___ Exercise data ___
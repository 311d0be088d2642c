//! Payment receipts
//!
//! A receipt is created when the payment page reports a completed (or
//! pending) order and is later moved between statuses by admin actions.

use chrono::{DateTime, Utc};
use serde::{Deserialize, Serialize};
use tracing::info;
use uuid::Uuid;

use super::{normalize_email, require_non_empty, validate_amount};
use crate::store::{Record, RecordCollection, SharedStore};
use crate::{Error, Result};

/// Fresh ids tried before giving up on a unique receipt number
const RECEIPT_NUMBER_ATTEMPTS: usize = 8;

/// Receipt lifecycle status
#[derive(Debug, Clone, Copy, PartialEq, Eq, Serialize, Deserialize)]
#[serde(rename_all = "lowercase")]
pub enum ReceiptStatus {
    Pending,
    Completed,
    Refunded,
    Failed,
}

impl ReceiptStatus {
    pub fn from_str(s: &str) -> Option<Self> {
        match s.trim().to_lowercase().as_str() {
            "pending" => Some(ReceiptStatus::Pending),
            "completed" => Some(ReceiptStatus::Completed),
            "refunded" => Some(ReceiptStatus::Refunded),
            "failed" => Some(ReceiptStatus::Failed),
            _ => None,
        }
    }

    pub fn as_str(&self) -> &'static str {
        match self {
            ReceiptStatus::Pending => "pending",
            ReceiptStatus::Completed => "completed",
            ReceiptStatus::Refunded => "refunded",
            ReceiptStatus::Failed => "failed",
        }
    }
}

#[derive(Debug, Clone, PartialEq, Serialize, Deserialize)]
pub struct Receipt {
    pub id: String,
    pub receipt_number: String,
    pub email: String,
    pub name: String,
    pub plan: String,
    pub amount_cents: i64,
    pub currency: String,
    #[serde(default)]
    pub payment_id: Option<String>,
    pub status: ReceiptStatus,
    pub created_at: DateTime<Utc>,
    pub updated_at: DateTime<Utc>,
}

impl Record for Receipt {
    const STORE_KEY: &'static str = "receipts";

    fn id(&self) -> &str {
        &self.id
    }
}

/// Payment event reported by the payment page
#[derive(Debug, Clone, Deserialize)]
pub struct NewReceipt {
    pub email: String,
    pub name: String,
    pub plan: String,
    pub amount_cents: i64,
    #[serde(default)]
    pub currency: Option<String>,
    #[serde(default)]
    pub payment_id: Option<String>,
    #[serde(default)]
    pub status: Option<ReceiptStatus>,
}

/// Receipt number shown to customers: `MOD-YYYYMMDD-XXXXXX`
pub fn generate_receipt_number(id: &Uuid, at: DateTime<Utc>) -> String {
    let suffix: String = id.simple().to_string().chars().take(6).collect();
    format!("MOD-{}-{}", at.format("%Y%m%d"), suffix.to_uppercase())
}

/// Take the first candidate id whose receipt number is not in `existing`
fn unique_receipt_number(
    existing: &[Receipt],
    at: DateTime<Utc>,
    candidates: impl IntoIterator<Item = Uuid>,
) -> Result<(Uuid, String)> {
    candidates
        .into_iter()
        .take(RECEIPT_NUMBER_ATTEMPTS)
        .map(|id| (id, generate_receipt_number(&id, at)))
        .find(|(_, number)| existing.iter().all(|r| &r.receipt_number != number))
        .ok_or_else(|| Error::Internal("Could not generate a unique receipt number".to_string()))
}

#[derive(Clone)]
pub struct ReceiptService {
    receipts: RecordCollection<Receipt>,
}

impl ReceiptService {
    pub fn new(store: SharedStore) -> Self {
        Self {
            receipts: RecordCollection::new(store),
        }
    }

    pub async fn create_receipt(&self, input: NewReceipt) -> Result<Receipt> {
        let email = normalize_email("email", &input.email)?;
        let name = require_non_empty("name", &input.name)?;
        let plan = require_non_empty("plan", &input.plan)?;
        let amount_cents = validate_amount(input.amount_cents)?;
        let currency = match input.currency {
            Some(c) => require_non_empty("currency", &c)?.to_uppercase(),
            None => "USD".to_string(),
        };

        let payment_id = input.payment_id.filter(|p| !p.trim().is_empty());
        let status = input.status.unwrap_or(ReceiptStatus::Completed);

        let receipt = self
            .receipts
            .insert_with(|existing| {
                let now = Utc::now();
                let (id, receipt_number) =
                    unique_receipt_number(existing, now, std::iter::repeat_with(Uuid::new_v4))?;
                Ok(Receipt {
                    id: id.to_string(),
                    receipt_number,
                    email,
                    name,
                    plan,
                    amount_cents,
                    currency,
                    payment_id,
                    status,
                    created_at: now,
                    updated_at: now,
                })
            })
            .await?;
        info!(
            "Created receipt {} ({} {} cents, {})",
            receipt.receipt_number,
            receipt.currency,
            receipt.amount_cents,
            receipt.status.as_str()
        );
        Ok(receipt)
    }

    pub async fn get_receipt(&self, id: &str) -> Result<Receipt> {
        self.receipts
            .get(id)
            .await?
            .ok_or_else(|| Error::NotFound(format!("Receipt '{}'", id)))
    }

    pub async fn find_by_number(&self, receipt_number: &str) -> Result<Receipt> {
        let wanted = receipt_number.trim().to_uppercase();
        self.receipts
            .find(|r| r.receipt_number == wanted)
            .await?
            .ok_or_else(|| Error::NotFound(format!("Receipt '{}'", receipt_number)))
    }

    pub async fn list_receipts(&self) -> Result<Vec<Receipt>> {
        self.receipts.list().await
    }

    pub async fn update_receipt_status(&self, id: &str, status: ReceiptStatus) -> Result<Receipt> {
        let receipt = self
            .receipts
            .update(id, |r| {
                r.status = status;
                r.updated_at = Utc::now();
                Ok(())
            })
            .await?;
        info!("Receipt {} is now {}", receipt.receipt_number, status.as_str());
        Ok(receipt)
    }

    pub async fn delete_receipt(&self, id: &str) -> Result<Receipt> {
        let receipt = self.receipts.remove(id).await?;
        info!("Deleted receipt {}", receipt.receipt_number);
        Ok(receipt)
    }
}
___
Required action: Some lines in the data above hold the string "struct". Find and copy each of them.

Completed exercise:
pub struct Receipt {
pub struct NewReceipt {
pub struct ReceiptService {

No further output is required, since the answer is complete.